Signalling a policy shift that would allay the global concern that India’s intellectual property rights (IPR) regime is not strong enough, the Narendra Modi government is set to give statutory backing to “data exclusivity” (DE) for agrochemical innovations and lengthen the period of protection to five years from three now. Sources said the Cabinet would soon consider a proposal to include the stronger DE regime for agrochemicals in the Pesticides Management Bill, 2008, which is pending in the Rajya Sabha.

While the move would benefit global chemical giants like Bayer, Syngenta, BASF, Dow, Monsanto and DuPont, it is also seen as a precursor to similar exclusivity for pharmaceutical majors. The DE for agrochemicals was first granted in India in 2007, through an executive order. This followed recommendations from a high-level inter-ministerial committee.

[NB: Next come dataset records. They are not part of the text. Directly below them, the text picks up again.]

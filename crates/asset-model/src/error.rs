//! Error types for descriptor construction, attribute validation and the codec.

use thiserror::Error;

use crate::model::ValueType;

/// Error while constructing a metadata item.
#[derive(Debug, Clone, PartialEq, Error)]
pub enum MetaError {
    #[error("meta item {meta:?} value does not conform to {value_type}: {reason}")]
    InvalidMetaValue {
        meta: &'static str,
        value_type: &'static str,
        reason: &'static str,
    },

    #[error("meta descriptor {meta:?} has no default value")]
    NoDefault { meta: &'static str },

    #[error("meta item name must not be empty")]
    EmptyName,
}

/// Error while constructing an attribute descriptor.
///
/// These indicate a programming defect in a static declaration.
#[derive(Debug, Clone, PartialEq, Error)]
pub enum DescriptorError {
    #[error("attribute descriptor name must not be empty")]
    EmptyName,

    #[error("attribute {attribute:?} declares meta item {meta:?} more than once")]
    DuplicateMetaItem { attribute: String, meta: String },

    #[error("default value of attribute {attribute:?} violates {value_type}: {reason}")]
    InvalidDefault {
        attribute: String,
        value_type: &'static str,
        reason: &'static str,
    },

    #[error("attribute {attribute:?} has an invalid meta item: {source}")]
    InvalidMeta {
        attribute: String,
        #[source]
        source: MetaError,
    },
}

/// Error during attribute validation.
#[derive(Debug, Clone, PartialEq, Error)]
pub enum ValidationError {
    #[error("value for attribute {attribute:?} violates constraint {constraint}: {reason}")]
    ConstraintViolated {
        attribute: String,
        constraint: String,
        reason: &'static str,
    },

    #[error("stored value of attribute {attribute:?} does not conform to {expected}: {reason}")]
    TypeMismatch {
        attribute: String,
        expected: &'static str,
        reason: &'static str,
    },

    #[error("attribute {attribute:?} is declared as {registered} and as {declared}")]
    DataTypeInconsistent {
        attribute: String,
        registered: ValueType,
        declared: ValueType,
    },
}

/// Error while decoding a structured payload.
#[derive(Debug, Clone, PartialEq, Error)]
pub enum DecodeError {
    #[error("malformed payload: {0}")]
    Malformed(String),

    #[error("unknown asset type {name:?}")]
    UnknownAssetType { name: String },

    #[error("invalid asset id {id:?}")]
    InvalidId { id: String },

    #[error("asset name must not be empty")]
    EmptyAssetName,
}

impl From<serde_json::Error> for DecodeError {
    fn from(err: serde_json::Error) -> Self {
        DecodeError::Malformed(err.to_string())
    }
}

/// Error while encoding to a structured payload.
#[derive(Debug, Clone, PartialEq, Error)]
pub enum EncodeError {
    #[error("serialization failed: {0}")]
    SerializationFailed(String),
}

impl From<serde_json::Error> for EncodeError {
    fn from(err: serde_json::Error) -> Self {
        EncodeError::SerializationFailed(err.to_string())
    }
}
#[cfg(test)]
mod tests {
    use super::*;
    use crate::error::MetaError;
    use crate::model::descriptor::value_types::{BOOLEAN, NON_EMPTY_TEXT, PERCENTAGE_INTEGER_0_100};
    use crate::model::meta::meta_types::{LABEL, READ_ONLY, UNIT_TYPE};

    #[test]
    fn test_empty_name_is_rejected() {
        let result = AttributeDescriptor::<bool>::new("", false, &BOOLEAN, None, Vec::new());
        assert_eq!(result.unwrap_err(), DescriptorError::EmptyName);

        let result = AttributeDescriptor::builder("  ", &BOOLEAN).build();
        assert_eq!(result.unwrap_err(), DescriptorError::EmptyName);
    }

    #[test]
    fn test_duplicate_meta_is_rejected() {
        let result = AttributeDescriptor::builder("onOff", &BOOLEAN)
            .meta(&READ_ONLY, true)
            .meta(&READ_ONLY, false)
            .build();
        assert!(matches!(
            result,
            Err(DescriptorError::DuplicateMetaItem { ref meta, .. }) if meta == "readOnly"
        ));
    }

    #[test]
    fn test_invalid_meta_is_rejected() {
        let result = AttributeDescriptor::builder("status", &NON_EMPTY_TEXT)
            .meta(&LABEL, String::new())
            .build();
        assert!(matches!(
            result,
            Err(DescriptorError::InvalidMeta {
                source: MetaError::InvalidMetaValue { meta: "label", .. },
                ..
            })
        ));

        let result = AttributeDescriptor::builder("status", &NON_EMPTY_TEXT)
            .meta_default(&UNIT_TYPE)
            .build();
        assert!(matches!(
            result,
            Err(DescriptorError::InvalidMeta {
                source: MetaError::NoDefault { .. },
                ..
            })
        ));
    }

    #[test]
    fn test_raw_meta_items_are_checked() {
        let result = AttributeDescriptor::builder("onOff", &BOOLEAN)
            .meta_item(MetaItem::raw("readOnly", Value::from("yes")))
            .build();
        assert!(matches!(
            result,
            Err(DescriptorError::InvalidMeta {
                source: MetaError::InvalidMetaValue { meta: "readOnly", .. },
                ..
            })
        ));

        let result = AttributeDescriptor::builder("onOff", &BOOLEAN)
            .meta_item(MetaItem::raw("", Value::Integer(1)))
            .build();
        assert!(matches!(
            result,
            Err(DescriptorError::InvalidMeta { source: MetaError::EmptyName, .. })
        ));

        let d = AttributeDescriptor::builder("onOff", &BOOLEAN)
            .meta_item(MetaItem::raw("readOnly", Value::Bool(true)))
            .meta_item(MetaItem::raw("vendorHint", Value::from("relay")))
            .declare();
        assert!(d.is_read_only());
        assert_eq!(d.meta_items().count(), 2);
    }

    #[test]
    fn test_invalid_default_is_rejected() {
        let result = AttributeDescriptor::builder("brightness", &PERCENTAGE_INTEGER_0_100)
            .default_value(150)
            .build();
        assert!(matches!(result, Err(DescriptorError::InvalidDefault { .. })));
    }

    #[test]
    #[should_panic(expected = "invalid attribute declaration")]
    fn test_declare_panics_on_malformed_declaration() {
        AttributeDescriptor::builder("", &BOOLEAN).declare();
    }

    #[test]
    fn test_equality_is_by_name() {
        let a = AttributeDescriptor::builder("onOff", &BOOLEAN).declare();
        let b = AttributeDescriptor::builder(String::from("onOff"), &BOOLEAN)
            .meta(&READ_ONLY, true)
            .declare();
        let c = AttributeDescriptor::builder("enabled", &BOOLEAN).declare();
        assert_eq!(a, b);
        assert_ne!(a, c);
    }

    #[test]
    fn test_read_only_and_unit() {
        let d = AttributeDescriptor::builder("onOff", &BOOLEAN)
            .meta(&UNIT_TYPE, "ON_OFF".to_string())
            .meta_default(&READ_ONLY)
            .declare();
        assert!(!d.is_read_only());
        assert_eq!(d.unit_type().as_deref(), Some("ON_OFF"));
        assert_eq!(d.meta_items().count(), 2);
    }

    #[test]
    fn test_attribute_from_descriptor_copies_default_and_meta() {
        let d = AttributeDescriptor::builder("brightness", &PERCENTAGE_INTEGER_0_100)
            .default_value(50)
            .meta(&READ_ONLY, true)
            .declare();
        let attr = Attribute::from_descriptor(&d);
        assert_eq!(attr.name(), "brightness");
        assert_eq!(attr.value_as(&d), Some(50));
        assert_eq!(attr.meta_value(&READ_ONLY), Some(true));
    }

    #[test]
    fn test_attribute_value_as_checks_constraint() {
        let d = AttributeDescriptor::builder("brightness", &PERCENTAGE_INTEGER_0_100).declare();
        let attr = Attribute::new("brightness").with_value(Value::Integer(150));
        assert_eq!(attr.value_as(&d), None);
        assert!(attr.has_value());
    }

    #[test]
    fn test_erased_descriptor() {
        let d = AttributeDescriptor::builder("brightness", &PERCENTAGE_INTEGER_0_100)
            .externally_sourced()
            .declare();
        let erased: &dyn DescribeAttribute = &d;
        assert_eq!(erased.name(), "brightness");
        assert_eq!(erased.value_type(), ValueType::Integer);
        assert_eq!(erased.value_type_name(), "percentageInteger0100");
        assert!(erased.is_externally_sourced());
        assert_eq!(erased.check(&Value::Integer(101)), Some("integer out of range"));
    }
}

Big Pharma has long lobbied for data exclusivity, that is,a guarantee that the valuable test and other data they submit to the regulators for marketing and pre-marketing (clinical trials) approvals for new chemical entities (NCEs) won’t be disclosed to a third party who can potentially put it to unfair commercial use. Once DE , which is arguably a TRIPS obligation and has examples in many countries including the US, Canada, China and South Korea, is granted, the regulator will be barred from not only disclosure of the data, but also from relying on the innovator data for giving approvals for copycat versions.

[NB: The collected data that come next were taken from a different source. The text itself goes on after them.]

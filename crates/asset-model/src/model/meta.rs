//! Metadata descriptors and items.
//!
//! A [`MetaDescriptor`] declares the shape of one metadata fact, e.g.
//! `readOnly: boolean`. A [`MetaItem`] binds a concrete value to that shape
//! and is attached to an attribute descriptor or an attribute instance.

use std::borrow::Cow;
use std::collections::BTreeMap;

use rustc_hash::FxHashMap;
use serde::{Serialize, Serializer};

use crate::error::MetaError;
use crate::model::descriptor::ValueDescriptor;
use crate::model::value::{AttributeValue, Value};

/// Declares a metadata key, its value type and an optional default.
#[derive(Debug)]
pub struct MetaDescriptor<T: 'static> {
    name: &'static str,
    value_descriptor: &'static ValueDescriptor<T>,
    default_value: Option<T>,
}

impl<T: 'static> MetaDescriptor<T> {
    pub const fn new(
        name: &'static str,
        value_descriptor: &'static ValueDescriptor<T>,
        default_value: Option<T>,
    ) -> Self {
        Self {
            name,
            value_descriptor,
            default_value,
        }
    }

    pub const fn name(&self) -> &'static str {
        self.name
    }

    pub const fn value_descriptor(&self) -> &'static ValueDescriptor<T> {
        self.value_descriptor
    }

    pub const fn default_value(&self) -> Option<&T> {
        self.default_value.as_ref()
    }
}

/// A metadata value bound to its key.
///
/// Immutable once built. Typed construction validates the value eagerly.
#[derive(Debug, Clone, PartialEq)]
pub struct MetaItem {
    name: Cow<'static, str>,
    value: Value,
}

impl MetaItem {
    /// Creates a meta item, checking `value` against the descriptor's value type.
    pub fn new<T: AttributeValue>(descriptor: &MetaDescriptor<T>, value: T) -> Result<Self, MetaError> {
        let value_descriptor = descriptor.value_descriptor();
        if let Some(reason) = value_descriptor.validate(&value) {
            return Err(MetaError::InvalidMetaValue {
                meta: descriptor.name(),
                value_type: value_descriptor.name(),
                reason,
            });
        }
        Ok(Self {
            name: Cow::Borrowed(descriptor.name()),
            value: value.to_value(),
        })
    }

    /// Creates a meta item holding the descriptor's default value.
    pub fn with_default<T: AttributeValue>(descriptor: &MetaDescriptor<T>) -> Result<Self, MetaError> {
        let value = descriptor
            .default_value()
            .cloned()
            .ok_or(MetaError::NoDefault {
                meta: descriptor.name(),
            })?;
        Self::new(descriptor, value)
    }

    /// Creates an untyped meta item, as absorbed from an external payload.
    pub fn raw(name: impl Into<Cow<'static, str>>, value: Value) -> Self {
        Self {
            name: name.into(),
            value,
        }
    }

    pub fn name(&self) -> &str {
        &self.name
    }

    pub fn value(&self) -> &Value {
        &self.value
    }

    /// Checks the name, and the value when the name is one of [`meta_types`].
    ///
    /// Items of other names carry any value.
    pub fn check(&self) -> Result<(), MetaError> {
        if self.name.trim().is_empty() {
            return Err(MetaError::EmptyName);
        }
        use meta_types::{LABEL, READ_ONLY, STORE_DATA_POINTS, UNIT_TYPE};
        match &*self.name {
            name if name == READ_ONLY.name() => check_against(&READ_ONLY, &self.value),
            name if name == UNIT_TYPE.name() => check_against(&UNIT_TYPE, &self.value),
            name if name == LABEL.name() => check_against(&LABEL, &self.value),
            name if name == STORE_DATA_POINTS.name() => check_against(&STORE_DATA_POINTS, &self.value),
            _ => Ok(()),
        }
    }

    /// Reads the value through a descriptor; `None` on name or type mismatch.
    pub fn value_as<T: AttributeValue>(&self, descriptor: &MetaDescriptor<T>) -> Option<T> {
        if self.name != descriptor.name() {
            return None;
        }
        descriptor.value_descriptor().coerce(&self.value).ok()
    }
}

fn check_against<T: AttributeValue>(descriptor: &MetaDescriptor<T>, value: &Value) -> Result<(), MetaError> {
    let value_descriptor = descriptor.value_descriptor();
    match value_descriptor.check(value) {
        None => Ok(()),
        Some(reason) => Err(MetaError::InvalidMetaValue {
            meta: descriptor.name(),
            value_type: value_descriptor.name(),
            reason,
        }),
    }
}

/// Meta items of one holder, at most one per name.
#[derive(Debug, Clone, Default, PartialEq)]
pub struct MetaMap {
    items: FxHashMap<Cow<'static, str>, MetaItem>,
}

impl MetaMap {
    pub fn new() -> Self {
        Self::default()
    }

    /// Inserts an item, replacing and returning any item with the same name.
    pub fn insert(&mut self, item: MetaItem) -> Option<MetaItem> {
        self.items.insert(item.name.clone(), item)
    }

    /// Inserts an item unless one with the same name is present.
    ///
    /// On conflict the rejected item is handed back.
    pub fn try_insert(&mut self, item: MetaItem) -> Result<(), MetaItem> {
        if self.items.contains_key(item.name()) {
            return Err(item);
        }
        self.items.insert(item.name.clone(), item);
        Ok(())
    }

    /// Typed read. Absent and non-conforming values both read as `None`.
    pub fn get<T: AttributeValue>(&self, descriptor: &MetaDescriptor<T>) -> Option<T> {
        self.items
            .get(descriptor.name())
            .and_then(|item| item.value_as(descriptor))
    }

    pub fn get_named(&self, name: &str) -> Option<&MetaItem> {
        self.items.get(name)
    }

    pub fn contains(&self, name: &str) -> bool {
        self.items.contains_key(name)
    }

    pub fn remove(&mut self, name: &str) -> Option<MetaItem> {
        self.items.remove(name)
    }

    pub fn len(&self) -> usize {
        self.items.len()
    }

    pub fn is_empty(&self) -> bool {
        self.items.is_empty()
    }

    pub fn iter(&self) -> impl Iterator<Item = &MetaItem> {
        self.items.values()
    }

    /// Returns name → value sorted by name.
    pub fn to_sorted(&self) -> BTreeMap<String, Value> {
        self.items
            .values()
            .map(|item| (item.name().to_owned(), item.value.clone()))
            .collect()
    }
}

impl Extend<MetaItem> for MetaMap {
    fn extend<I: IntoIterator<Item = MetaItem>>(&mut self, iter: I) {
        for item in iter {
            self.insert(item);
        }
    }
}

impl FromIterator<MetaItem> for MetaMap {
    fn from_iter<I: IntoIterator<Item = MetaItem>>(iter: I) -> Self {
        let mut map = MetaMap::new();
        map.extend(iter);
        map
    }
}

impl Serialize for MetaMap {
    fn serialize<S: Serializer>(&self, serializer: S) -> Result<S::Ok, S::Error> {
        let sorted: BTreeMap<&str, &Value> = self
            .items
            .values()
            .map(|item| (item.name(), &item.value))
            .collect();
        sorted.serialize(serializer)
    }
}

/// Standard metadata.
pub mod meta_types {
    use super::MetaDescriptor;
    use crate::model::descriptor::value_types::{BOOLEAN, NON_EMPTY_TEXT};

    /// The attribute is not writable by clients.
    pub static READ_ONLY: MetaDescriptor<bool> = MetaDescriptor::new("readOnly", &BOOLEAN, Some(false));

    /// Unit of the attribute value, see [`crate::units`].
    pub static UNIT_TYPE: MetaDescriptor<String> = MetaDescriptor::new("unitType", &NON_EMPTY_TEXT, None);

    pub static LABEL: MetaDescriptor<String> = MetaDescriptor::new("label", &NON_EMPTY_TEXT, None);

    /// Whether a persistence layer should keep a history of the value.
    pub static STORE_DATA_POINTS: MetaDescriptor<bool> =
        MetaDescriptor::new("storeDataPoints", &BOOLEAN, Some(true));
}

#[cfg(test)]
mod tests {
    use super::meta_types::*;
    use super::*;

    #[test]
    fn test_meta_item_validates_eagerly() {
        let err = MetaItem::new(&UNIT_TYPE, String::new()).unwrap_err();
        assert!(matches!(err, MetaError::InvalidMetaValue { meta: "unitType", .. }));

        let item = MetaItem::new(&UNIT_TYPE, "KILOWATT_HOUR".to_string()).unwrap();
        assert_eq!(item.name(), "unitType");
        assert_eq!(item.value(), &Value::from("KILOWATT_HOUR"));
    }

    #[test]
    fn test_meta_item_default() {
        let item = MetaItem::with_default(&READ_ONLY).unwrap();
        assert_eq!(item.value_as(&READ_ONLY), Some(false));

        let item = MetaItem::with_default(&STORE_DATA_POINTS).unwrap();
        assert_eq!(item.value_as(&STORE_DATA_POINTS), Some(true));

        assert_eq!(
            MetaItem::with_default(&LABEL),
            Err(MetaError::NoDefault { meta: "label" })
        );
    }

    #[test]
    fn test_meta_map_unique_names() {
        let mut meta = MetaMap::new();
        assert!(meta.try_insert(MetaItem::new(&READ_ONLY, true).unwrap()).is_ok());
        assert!(meta.try_insert(MetaItem::new(&READ_ONLY, false).unwrap()).is_err());
        assert_eq!(meta.get(&READ_ONLY), Some(true));

        let replaced = meta.insert(MetaItem::new(&READ_ONLY, false).unwrap());
        assert!(replaced.is_some());
        assert_eq!(meta.get(&READ_ONLY), Some(false));
        assert_eq!(meta.len(), 1);
    }

    #[test]
    fn test_meta_map_typed_read_tolerates_drift() {
        let mut meta = MetaMap::new();
        meta.insert(MetaItem::raw("readOnly", Value::from("yes")));
        assert_eq!(meta.get(&READ_ONLY), None);
        assert!(meta.contains("readOnly"));
    }

    #[test]
    fn test_raw_item_check() {
        assert_eq!(MetaItem::raw("", Value::Integer(1)).check(), Err(MetaError::EmptyName));
        assert!(matches!(
            MetaItem::raw("readOnly", Value::from("yes")).check(),
            Err(MetaError::InvalidMetaValue { meta: "readOnly", value_type: "boolean", .. })
        ));
        assert!(MetaItem::raw("unitType", Value::from("")).check().is_err());
        assert!(MetaItem::raw("readOnly", Value::Bool(true)).check().is_ok());
        assert!(MetaItem::raw("vendorHint", Value::from("")).check().is_ok());
    }

    #[test]
    fn test_meta_map_serializes_sorted() {
        let meta: MetaMap = [
            MetaItem::new(&UNIT_TYPE, "KILOWATT".to_string()).unwrap(),
            MetaItem::new(&READ_ONLY, true).unwrap(),
        ]
        .into_iter()
        .collect();
        let json = serde_json::to_string(&meta).unwrap();
        assert_eq!(json, r#"{"readOnly":true,"unitType":"KILOWATT"}"#);
    }
}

The US government has consistently backed this claim, and the issue repeatedly surfaced in high-level meetings between the two countries.

Local drug companies have, however, opposed data exclusivity and got the backing of various wings of the government including the health ministry, which wants to promote cheaper generic drugs. According to generic drug companies, although the demand for DE would, on the face of it, appear justified, it could be misused by the patent holders to prolong the patent life of a product.

To illustrate, after a patent on an NCE is granted, it could take eight to nine years on average for the firm to take the product (medicine or agrochemical) to the market after completion of all regulatory tests. If a new drug, for instance, is launched in the western markets in the 12th year of patent, its launch in India could get delayed further to, say, the 17th year of the patent, whose usual term is 20 years. In such cases, a five-year data protection could undermine generic ventures and the patent owner could enjoy an extended period of marketing exclusivity, the generic companies argue. However, the innovator pharma companies refute this saying drug launches in India are no longer delayed. The actual commercial exploitation of patents, they add, is for periods much shorter than 20 years.

DG Shah, secretary general, Indian Pharmaceutical Alliance, said: “We will soon write to the ministries concerned and the prime minister against the move to introduce DE in Indian law. We will join issue with Swadeshi Jagaran Manch.”

A parliamentary standing committee on agriculture has favoured enhancing DE for agrochemicals to five years, a position that the government has now supported, sources said, adding that a Cabinet note is in circulation to modify the relevant Bill.